# Assigned task
When the word "bool" shows up in a line of the data below, copy that whole line.

# Task data
══════

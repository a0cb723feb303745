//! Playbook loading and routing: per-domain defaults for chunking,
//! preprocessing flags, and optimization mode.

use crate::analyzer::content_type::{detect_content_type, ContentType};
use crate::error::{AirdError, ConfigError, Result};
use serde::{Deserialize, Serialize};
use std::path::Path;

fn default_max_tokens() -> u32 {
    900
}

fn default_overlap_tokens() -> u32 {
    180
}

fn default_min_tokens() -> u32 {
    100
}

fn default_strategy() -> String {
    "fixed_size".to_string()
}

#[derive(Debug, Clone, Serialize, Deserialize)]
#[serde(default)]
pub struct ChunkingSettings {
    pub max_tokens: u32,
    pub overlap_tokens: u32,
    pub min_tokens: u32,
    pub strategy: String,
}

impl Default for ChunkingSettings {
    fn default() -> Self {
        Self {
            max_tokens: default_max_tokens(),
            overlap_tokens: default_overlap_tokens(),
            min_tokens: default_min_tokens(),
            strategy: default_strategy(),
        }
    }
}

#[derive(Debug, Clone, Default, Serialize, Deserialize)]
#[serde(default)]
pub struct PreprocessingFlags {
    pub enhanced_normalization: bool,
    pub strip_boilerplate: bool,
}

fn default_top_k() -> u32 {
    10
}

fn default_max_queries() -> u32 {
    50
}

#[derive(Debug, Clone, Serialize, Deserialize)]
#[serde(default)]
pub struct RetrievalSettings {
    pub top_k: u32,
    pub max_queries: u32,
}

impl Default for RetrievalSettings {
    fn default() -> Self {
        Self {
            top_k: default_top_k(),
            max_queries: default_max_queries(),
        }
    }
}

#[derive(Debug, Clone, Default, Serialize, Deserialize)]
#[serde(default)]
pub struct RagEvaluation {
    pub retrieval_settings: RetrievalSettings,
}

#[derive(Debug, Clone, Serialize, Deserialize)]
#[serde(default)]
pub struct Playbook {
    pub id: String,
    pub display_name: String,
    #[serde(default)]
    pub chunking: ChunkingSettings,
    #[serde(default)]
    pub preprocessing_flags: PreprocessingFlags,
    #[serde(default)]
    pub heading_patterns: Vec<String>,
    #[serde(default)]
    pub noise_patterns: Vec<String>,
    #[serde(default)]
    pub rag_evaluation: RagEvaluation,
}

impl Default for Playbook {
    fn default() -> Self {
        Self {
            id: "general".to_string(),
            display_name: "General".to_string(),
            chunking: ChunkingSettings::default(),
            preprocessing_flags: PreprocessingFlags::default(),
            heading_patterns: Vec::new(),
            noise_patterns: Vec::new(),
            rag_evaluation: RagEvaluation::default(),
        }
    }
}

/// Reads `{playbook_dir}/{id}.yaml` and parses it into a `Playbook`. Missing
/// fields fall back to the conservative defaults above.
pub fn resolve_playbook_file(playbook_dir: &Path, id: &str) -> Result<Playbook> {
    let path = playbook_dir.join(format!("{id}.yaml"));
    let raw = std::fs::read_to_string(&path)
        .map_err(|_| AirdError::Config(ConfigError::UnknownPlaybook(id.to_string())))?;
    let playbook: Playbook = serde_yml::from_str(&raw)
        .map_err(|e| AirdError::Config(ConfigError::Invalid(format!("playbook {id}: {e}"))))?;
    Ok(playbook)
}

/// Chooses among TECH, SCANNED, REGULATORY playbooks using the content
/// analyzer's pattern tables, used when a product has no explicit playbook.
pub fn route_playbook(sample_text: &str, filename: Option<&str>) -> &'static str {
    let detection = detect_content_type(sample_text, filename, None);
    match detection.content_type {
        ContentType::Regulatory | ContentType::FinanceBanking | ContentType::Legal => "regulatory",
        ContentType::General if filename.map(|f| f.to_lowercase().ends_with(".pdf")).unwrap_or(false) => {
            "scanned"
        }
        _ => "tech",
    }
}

══════

# Exercise solution
    pub enhanced_normalization: bool,
    pub strip_boilerplate: bool,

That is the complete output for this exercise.